- _Activity_
Restate the opening lines of the material below word for word, stopping after the line that contains "const SERVICE_NAME: &str".

******************************

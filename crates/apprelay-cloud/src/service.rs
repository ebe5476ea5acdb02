//! Narrow client for the remote build service and its log storage.
//!
//! The service owns project definitions, build runs, and run logs; this
//! client only covers the four calls the orchestration layer needs. Every
//! call is a fresh round-trip; nothing is cached locally.

use std::time::Duration;

use async_trait::async_trait;
use reqwest::{Client, StatusCode};
use serde::{Deserialize, Serialize};
use url::Url;

use apprelay_core::prelude::*;

/// Default timeout for remote service calls
const REQUEST_TIMEOUT: Duration = Duration::from_secs(30);

const SERVICE_NAME: &str = "build-service";

/// One structured log event from the remote log storage
#[derive(Debug, Clone, Serialize, Deserialize, PartialEq)]
#[serde(rename_all = "camelCase")]
pub struct LogEvent {
    pub timestamp: i64,
    pub message: String,
}

/// Remote build service operations consumed by the orchestration core.
///
/// `create_project` reports an idempotent-creation collision as
/// [`Error::AlreadyExists`]; callers treat that as already-initialized.
#[cfg_attr(test, mockall::automock)]
#[async_trait]
pub trait BuildService: Send + Sync {
    /// Register a build project pointing at a source repository
    async fn create_project(
        &self,
        name: &str,
        source_repo_url: &str,
        buildspec: &str,
    ) -> Result<()>;

    /// Start a run for an existing project, returning the remote run id
    async fn start_run(&self, project: &str) -> Result<String>;

    /// Current status string for one run, as the remote service reports it
    async fn run_status(&self, project: &str, run_id: &str) -> Result<String>;

    /// Log events since `since_millis` for one log stream
    async fn log_events(
        &self,
        log_group: &str,
        log_stream: &str,
        since_millis: i64,
    ) -> Result<Vec<LogEvent>>;
}

// ─────────────────────────────────────────────────────────────────
// HTTP implementation
// ─────────────────────────────────────────────────────────────────

#[derive(Debug, Serialize)]
#[serde(rename_all = "camelCase")]
struct CreateProjectRequest<'a> {
    name: &'a str,
    source_repo_url: &'a str,
    buildspec: &'a str,
}

#[derive(Debug, Deserialize)]
#[serde(rename_all = "camelCase")]
struct StartRunResponse {
    run_id: String,
}

#[derive(Debug, Deserialize)]
#[serde(rename_all = "camelCase")]
struct RunStatusResponse {
    status: String,
}

#[derive(Debug, Deserialize)]
#[serde(rename_all = "camelCase")]
struct LogEventsResponse {
    events: Vec<LogEvent>,
}

/// REST-backed [`BuildService`] client
pub struct HttpBuildService {
    client: Client,
    base_url: Url,
}

impl HttpBuildService {
    pub fn new(base_url: &str) -> Result<Self> {
        let base_url = parse_base_url(base_url)?;
        let client = Client::builder()
            .timeout(REQUEST_TIMEOUT)
            .build()
            .map_err(|e| Error::config(format!("failed to build HTTP client: {e}")))?;
        Ok(Self { client, base_url })
    }

    fn endpoint(&self, path: &str) -> Result<Url> {
        self.base_url
            .join(path)
            .map_err(|e| Error::config(format!("invalid endpoint {path}: {e}")))
    }
}

#[async_trait]
impl BuildService for HttpBuildService {
    async fn create_project(
        &self,
        name: &str,
        source_repo_url: &str,
        buildspec: &str,
    ) -> Result<()> {
        let url = self.endpoint("projects")?;
        let response = self
            .client
            .post(url)
            .json(&CreateProjectRequest {
                name,
                source_repo_url,
                buildspec,
            })
            .send()
            .await
            .map_err(transport_error)?;

        match response.status() {
            s if s.is_success() => Ok(()),
            s => Err(status_error(&format!("project {name}"), s)),
        }
    }

    async fn start_run(&self, project: &str) -> Result<String> {
        let url = self.endpoint(&format!("projects/{project}/runs"))?;
        let response = self.client.post(url).send().await.map_err(transport_error)?;

        match response.status() {
            s if s.is_success() => {
                let body: StartRunResponse = response.json().await.map_err(decode_error)?;
                Ok(body.run_id)
            }
            s => Err(status_error(&format!("project {project}"), s)),
        }
    }

    async fn run_status(&self, project: &str, run_id: &str) -> Result<String> {
        let url = self.endpoint(&format!("projects/{project}/runs/{run_id}"))?;
        let response = self.client.get(url).send().await.map_err(transport_error)?;

        match response.status() {
            s if s.is_success() => {
                let body: RunStatusResponse = response.json().await.map_err(decode_error)?;
                Ok(body.status)
            }
            s => Err(status_error(&format!("run {project}:{run_id}"), s)),
        }
    }

    async fn log_events(
        &self,
        log_group: &str,
        log_stream: &str,
        since_millis: i64,
    ) -> Result<Vec<LogEvent>> {
        // Log groups contain slashes, so they travel as query parameters
        let mut url = self.endpoint("logs")?;
        url.query_pairs_mut()
            .append_pair("group", log_group)
            .append_pair("stream", log_stream)
            .append_pair("since", &since_millis.to_string());

        let response = self.client.get(url).send().await.map_err(transport_error)?;

        match response.status() {
            s if s.is_success() => {
                let body: LogEventsResponse = response.json().await.map_err(decode_error)?;
                Ok(body.events)
            }
            s => Err(status_error(&format!("log stream {log_stream}"), s)),
        }
    }
}

// ─────────────────────────────────────────────────────────────────
// Error mapping
// ─────────────────────────────────────────────────────────────────

pub(crate) fn parse_base_url(base_url: &str) -> Result<Url> {
    // A trailing slash keeps Url::join from swallowing the last path segment
    let normalized = if base_url.ends_with('/') {
        base_url.to_string()
    } else {
        format!("{base_url}/")
    };
    Url::parse(&normalized).map_err(|e| Error::config(format!("invalid base URL {base_url}: {e}")))
}

pub(crate) fn transport_error(err: reqwest::Error) -> Error {
    if err.is_connect() || err.is_timeout() {
        Error::service_unavailable(SERVICE_NAME, err.to_string())
    } else {
        Error::protocol(err.to_string())
    }
}

pub(crate) fn decode_error(err: reqwest::Error) -> Error {
    Error::protocol(format!("malformed response: {err}"))
}

pub(crate) fn status_error(what: &str, status: StatusCode) -> Error {
    match status {
        StatusCode::NOT_FOUND => Error::not_found(what),
        StatusCode::CONFLICT => Error::already_exists(what),
        s if s.is_server_error() => {
            Error::service_unavailable(SERVICE_NAME, format!("{what}: HTTP {s}"))
        }
        s => Error::protocol(format!("{what}: HTTP {s}")),
    }
}
//! Translation between the three time domains: wall-clock UTC, device-local
//! log timestamps, and build-service log timestamps.
//!
//! The build-service domain is epoch millis on both sides, so translation is
//! the identity. The device log source only accepts a local-time-formatted
//! start marker; translation there applies the local-UTC skew at call time
//! (via the local timezone offset) plus a fixed empirical correction for
//! device clocks that run a fixed window ahead of the host.

use chrono::{FixedOffset, Local, TimeZone, Utc};

use crate::cursor::{CursorDomain, LogCursor};

/// Calibration parameter: how far ahead attached device clocks have been
/// observed to run, in millis. Tunable per deployment, not a derived value.
pub const DEFAULT_DEVICE_LEAD_MS: i64 = 18_000_000;

/// Start-marker format accepted by the device log tail command
const DEVICE_MARKER_FORMAT: &str = "%m-%d %H:%M:%S%.3f";

/// Converts timestamps between clock domains.
///
/// All methods are pure functions of their inputs and the current local
/// timezone offset; nothing here keeps state.
#[derive(Debug, Clone, Copy)]
pub struct ClockTranslator {
    device_lead_ms: i64,
}

impl Default for ClockTranslator {
    fn default() -> Self {
        Self::new(DEFAULT_DEVICE_LEAD_MS)
    }
}

impl ClockTranslator {
    pub fn new(device_lead_ms: i64) -> Self {
        Self { device_lead_ms }
    }

    /// Wall-clock millis corrected into the device clock domain.
    ///
    /// Clamped at zero so a caller-supplied origin cursor never produces a
    /// negative timestamp.
    pub fn device_query_start(&self, wall_ms: i64) -> i64 {
        (wall_ms - self.device_lead_ms).max(0)
    }

    /// Undo [`device_query_start`](Self::device_query_start)
    pub fn device_to_wall_clock(&self, device_ms: i64) -> i64 {
        device_ms + self.device_lead_ms
    }

    /// Build-service timestamps are already epoch millis
    pub fn service_to_wall_clock(&self, service_ms: i64) -> i64 {
        service_ms
    }

    /// Render a wall-clock cursor as the device log tail's start marker,
    /// applying both the device-clock correction and the local-UTC skew.
    pub fn to_device_local(&self, wall_ms: i64) -> String {
        format_marker(self.device_query_start(wall_ms), *Local::now().offset())
    }

    /// Fresh cursor at the current wall clock for the given domain.
    ///
    /// Fetchers return this as the resume point rather than parsing
    /// timestamps out of fetched content, guaranteeing forward progress
    /// even when nothing matched.
    pub fn next_cursor(&self, domain: CursorDomain) -> LogCursor {
        LogCursor::new(Utc::now().timestamp_millis(), domain)
    }
}

/// Format epoch millis as a device start marker in the given offset
fn format_marker(epoch_millis: i64, offset: FixedOffset) -> String {
    let secs = epoch_millis.div_euclid(1000);
    let sub_ms = epoch_millis.rem_euclid(1000) as u32;
    match offset.timestamp_opt(secs, sub_ms * 1_000_000).single() {
        Some(dt) => dt.format(DEVICE_MARKER_FORMAT).to_string(),
        // Out-of-range input degrades to the epoch marker rather than panicking
        None => offset
            .timestamp_opt(0, 0)
            .unwrap()
            .format(DEVICE_MARKER_FORMAT)
            .to_string(),
    }
}
//! Project event model for the publish/subscribe bridge

use serde_json::Value;

use crate::error::{Error, Result};

/// Tagged event action, open for forward compatibility.
///
/// Producers are free to invent new action strings; only the ones this
/// service reacts to get their own variant.
#[derive(Debug, Clone, PartialEq, Eq)]
pub enum EventAction {
    BuildStarted,
    BuildFinished,
    LogAppended,
    Other(String),
}

impl EventAction {
    pub fn parse(action: &str) -> Self {
        match action {
            "build-started" => EventAction::BuildStarted,
            "build-finished" => EventAction::BuildFinished,
            "log-appended" => EventAction::LogAppended,
            other => EventAction::Other(other.to_string()),
        }
    }

    pub fn as_str(&self) -> &str {
        match self {
            EventAction::BuildStarted => "build-started",
            EventAction::BuildFinished => "build-finished",
            EventAction::LogAppended => "log-appended",
            EventAction::Other(s) => s,
        }
    }
}

/// One event on a project channel.
///
/// The full producer-supplied body is retained and forwarded verbatim;
/// `action` is the validated tag pulled out of it. Lifetime is a single
/// delivery pass; nothing is retained after publish.
#[derive(Debug, Clone)]
pub struct ProjectEvent {
    pub project: String,
    pub action: EventAction,
    pub body: Value,
}

impl ProjectEvent {
    /// Validate a producer-supplied body at the boundary.
    ///
    /// The body must be a JSON object carrying a string `action` field;
    /// everything else in it is opaque payload.
    pub fn from_body(project: impl Into<String>, body: Value) -> Result<Self> {
        let action = body
            .as_object()
            .ok_or_else(|| Error::invalid_event("event body must be a JSON object"))?
            .get("action")
            .and_then(Value::as_str)
            .ok_or_else(|| Error::invalid_event("event body missing string 'action' field"))?;

        Ok(Self {
            project: project.into(),
            action: EventAction::parse(action),
            body,
        })
    }

    /// Build an event from this service's own producer paths
    pub fn synthesized(project: impl Into<String>, action: EventAction, data: Value) -> Self {
        let project = project.into();
        let body = serde_json::json!({
            "action": action.as_str(),
            "project": project,
            "data": data,
        });
        Self {
            project,
            action,
            body,
        }
    }

    /// Object-store reference carried by completion events
    pub fn artifact_ref(&self) -> Option<&str> {
        self.body.get("data").and_then(Value::as_str)
    }

    /// Serialized frame handed to the broker
    pub fn to_wire(&self) -> String {
        self.body.to_string()
    }
}

#[cfg(test)]
mod tests {
    use super::*;
    use serde_json::json;

    #[test]
    fn test_action_parse_round_trip() {
        for tag in ["build-started", "build-finished", "log-appended"] {
            assert_eq!(EventAction::parse(tag).as_str(), tag);
        }
        let custom = EventAction::parse("emulator-attached");
        assert_eq!(custom, EventAction::Other("emulator-attached".to_string()));
        assert_eq!(custom.as_str(), "emulator-attached");
    }

    #[test]
    fn test_from_body_extracts_action() {
        let body = json!({"action": "build-finished", "project": "demo", "data": "demo/app-debug.apk"});
        let event = ProjectEvent::from_body("demo", body).unwrap();
        assert_eq!(event.action, EventAction::BuildFinished);
        assert_eq!(event.artifact_ref(), Some("demo/app-debug.apk"));
    }

    #[test]
    fn test_from_body_rejects_non_object() {
        let err = ProjectEvent::from_body("demo", json!(42)).unwrap_err();
        assert!(matches!(err, Error::InvalidEvent { .. }));

        let err = ProjectEvent::from_body("demo", json!("hello")).unwrap_err();
        assert!(matches!(err, Error::InvalidEvent { .. }));
    }

    #[test]
    fn test_from_body_requires_action_string() {
        let err = ProjectEvent::from_body("demo", json!({"project": "demo"})).unwrap_err();
        assert!(matches!(err, Error::InvalidEvent { .. }));

        let err = ProjectEvent::from_body("demo", json!({"action": 7})).unwrap_err();
        assert!(matches!(err, Error::InvalidEvent { .. }));
    }

    #[test]
    fn test_wire_frame_preserves_body() {
        let body = json!({"action": "log-appended", "extra": {"nested": true}});
        let event = ProjectEvent::from_body("demo", body.clone()).unwrap();
        let round: Value = serde_json::from_str(&event.to_wire()).unwrap();
        assert_eq!(round, body);
    }

    #[test]
    fn test_synthesized_event_is_valid_at_the_boundary() {
        let event = ProjectEvent::synthesized("demo", EventAction::BuildStarted, json!("demo:run-1"));
        let reparsed = ProjectEvent::from_body("demo", event.body.clone()).unwrap();
        assert_eq!(reparsed.action, EventAction::BuildStarted);
        assert_eq!(reparsed.artifact_ref(), Some("demo:run-1"));
    }
}
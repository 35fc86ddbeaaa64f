//! Reverse geocoding: convert coordinates to a formatted address.
//! Uses Nominatim (OpenStreetMap) - free, no API key required.

use serde::Deserialize;
use tracing::instrument;

use crate::types::GeoError;

const USER_AGENT: &str = "greetcast/0.1 (https://github.com/greetcast/greetcast)";

#[derive(Debug, Deserialize)]
struct NominatimResponse {
    display_name: Option<String>,
}

#[derive(Debug, Clone)]
pub struct GeocodeClient {
    client: reqwest::Client,
    base_url: String,
}

impl GeocodeClient {
    /// Nominatim requires an identifying User-Agent. No request timeout.
    pub fn new(base_url: impl Into<String>) -> Result<Self, GeoError> {
        let client = reqwest::Client::builder().user_agent(USER_AGENT).build()?;
        Ok(Self {
            client,
            base_url: base_url.into(),
        })
    }

    /// Reverse geocode coordinates to a formatted address.
    /// Returns `None` on any failure; the caller falls back to a sentinel.
    #[instrument(skip(self), level = "info")]
    pub async fn reverse(&self, latitude: f64, longitude: f64) -> Option<String> {
        let url = format!(
            "{}/reverse?lat={}&lon={}&format=json",
            self.base_url, latitude, longitude
        );

        let response = match self.client.get(&url).send().await {
            Ok(r) => r,
            Err(e) => {
                tracing::debug!("Reverse geocode request failed: {}", e);
                return None;
            }
        };

        if !response.status().is_success() {
            tracing::debug!("Reverse geocode returned status {}", response.status());
            return None;
        }

        let body: NominatimResponse = match response.json().await {
            Ok(b) => b,
            Err(e) => {
                tracing::debug!("Reverse geocode parse error: {}", e);
                return None;
            }
        };

        let address = body.display_name.filter(|name| !name.is_empty())?;
        tracing::debug!("Reverse geocoded to: {}", address);
        Some(address)
    }
}
//! HTTP surface and request orchestration for greetcast.

pub mod extract;
pub mod greeting;
pub mod handlers;
pub mod http;

pub use http::{build_router, AppState};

******************************

- _Response_
filename crates/apprelay-cloud/src/service.rs
repository ebe5476ea5acdb02
//! Narrow client for the remote build service and its log storage.
//!
//! The service owns project definitions, build runs, and run logs; this
//! client only covers the four calls the orchestration layer needs. Every
//! call is a fresh round-trip; nothing is cached locally.

use std::time::Duration;

use async_trait::async_trait;
use reqwest::{Client, StatusCode};
use serde::{Deserialize, Serialize};
use url::Url;

use apprelay_core::prelude::*;

/// Default timeout for remote service calls
const REQUEST_TIMEOUT: Duration = Duration::from_secs(30);

const SERVICE_NAME: &str = "build-service";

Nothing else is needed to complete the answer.